As it’s mandatory for browsers on iOS today to use WebKit as the core engine, Vivaldi uses the same engine. Von Tetzchner told TechCrunch that this was the primary reason they had to start building the iOS version from scratch. Notably, the company launched its browser for Android devices back in 2018.
Von Tetzchner mentioned that the upcoming EU regulations would hopefully allow developers to use engines other than WebKit for better performance and customization.
Vivaldi for iOS offers a desktop-like tab bar, so you can see what other tabs are open without going to the tab switchers. If you don’t like this view, you can turn it off from settings.
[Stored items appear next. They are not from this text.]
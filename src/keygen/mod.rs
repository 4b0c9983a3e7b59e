//! License key generation and tier derivation.

pub mod key;
pub mod tier;
//! Bindwarden configuration.

use crate::policy::activation::ActivationPolicy;
use std::time::Duration;

/// Default human-readable key prefix.
pub const DEFAULT_KEY_PREFIX: &str = "CLU-";

/// Minimum random bytes per key (128 bits).
pub const MIN_KEY_ENTROPY_BYTES: usize = 16;

/// Longest accepted tier lifetime (100 years).
pub const MAX_TIER_LIFETIME: Duration = Duration::from_secs(100 * 365 * 24 * 60 * 60);

/// Configuration for a [`LicenseRegistry`](crate::LicenseRegistry).
///
/// Holds no secrets. Credentials for collaborators of the request layer
/// (answer-generation service keys and the like) are supplied to that layer
/// directly and never pass through here.
#[derive(Debug, Clone)]
pub struct RegistryConfig {
    /// Fixed prefix of every issued key (e.g. "CLU-").
    pub key_prefix: String,

    /// Random bytes drawn per key. Rendered as two uppercase hex chars each.
    pub key_entropy_bytes: usize,

    /// Key generations attempted before a collision becomes an internal fault.
    pub max_key_attempts: u32,

    /// Whether an expired, never-bound license may still be activated.
    pub activation_policy: ActivationPolicy,

    /// Lifetime of a basic license, counted from issuance.
    pub basic_lifetime: Duration,

    /// Lifetime of a standard license, counted from issuance.
    pub standard_lifetime: Duration,
}

impl Default for RegistryConfig {
    fn default() -> Self {
        Self {
            key_prefix: DEFAULT_KEY_PREFIX.to_string(),
            key_entropy_bytes: MIN_KEY_ENTROPY_BYTES,
            max_key_attempts: 8,
            activation_policy: ActivationPolicy::default(),
            basic_lifetime: Duration::from_secs(24 * 60 * 60),
            standard_lifetime: Duration::from_secs(7 * 24 * 60 * 60),
        }
    }
}

impl RegistryConfig {
    /// Validate configuration for obvious errors.
    pub fn validate(&self) -> Result<(), crate::BindwardenError> {
        if self.key_prefix.is_empty() {
            return Err(crate::BindwardenError::ConfigError(
                "key_prefix cannot be empty".to_string(),
            ));
        }
        if !self
            .key_prefix
            .chars()
            .all(|c| c.is_ascii_uppercase() || c.is_ascii_digit() || c == '-')
        {
            return Err(crate::BindwardenError::ConfigError(format!(
                "key_prefix must be uppercase alphanumeric or '-', got {:?}",
                self.key_prefix
            )));
        }
        if self.key_entropy_bytes < MIN_KEY_ENTROPY_BYTES {
            return Err(crate::BindwardenError::ConfigError(format!(
                "key_entropy_bytes must be at least {}, got {}",
                MIN_KEY_ENTROPY_BYTES, self.key_entropy_bytes
            )));
        }
        if self.max_key_attempts == 0 {
            return Err(crate::BindwardenError::ConfigError(
                "max_key_attempts must be at least 1".to_string(),
            ));
        }
        if self.basic_lifetime.is_zero() || self.standard_lifetime.is_zero() {
            return Err(crate::BindwardenError::ConfigError(
                "tier lifetimes must be non-zero".to_string(),
            ));
        }
        // Lifetimes feed chrono arithmetic on every issue.
        if self.basic_lifetime > MAX_TIER_LIFETIME || self.standard_lifetime > MAX_TIER_LIFETIME {
            return Err(crate::BindwardenError::ConfigError(format!(
                "tier lifetimes must not exceed {} days",
                MAX_TIER_LIFETIME.as_secs() / 86_400
            )));
        }
        Ok(())
    }
}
The tab switcher gives you access to open tabs, private tabs, synced tabs with other Vivaldi instances and recently closed tabs. A long-press on the tab switcher will let you quickly open a new or a private tab or close the current tab.
Any new blank tab page will show you “Speed Dials,” which is Vivaldi speak for bookmarks, and you can customize them according to your preference.
Vivaldi for iOS also offers a handy notes feature and a reading list feature — both of these features can be synced across devices.
Additionally, the new app offers an in-built tracker blocker and ad blocker, custom app icons and the ability to easily switch between search engines.
Along with the iOS version, Vivaldi is launching its browser on iPad as well. It has made a sidebar for the iPad, which lets you access things like bookmarks, reading lists, history and notes.
Von Tetzchner told TechCrunch that Vivaldi has 2.5-3 million users across platforms. The company generates revenue from deals with various search engines — von Tetzchner emphasized that Google is not one of them.
With this launch on iOS, Vivaldi is now present on multiple platforms including Windows, Android, Mac, Linux, Raspberry Pi and even in cars through Android Auto. Last September, Google included Vivaldi in the Play Store for Android Auto.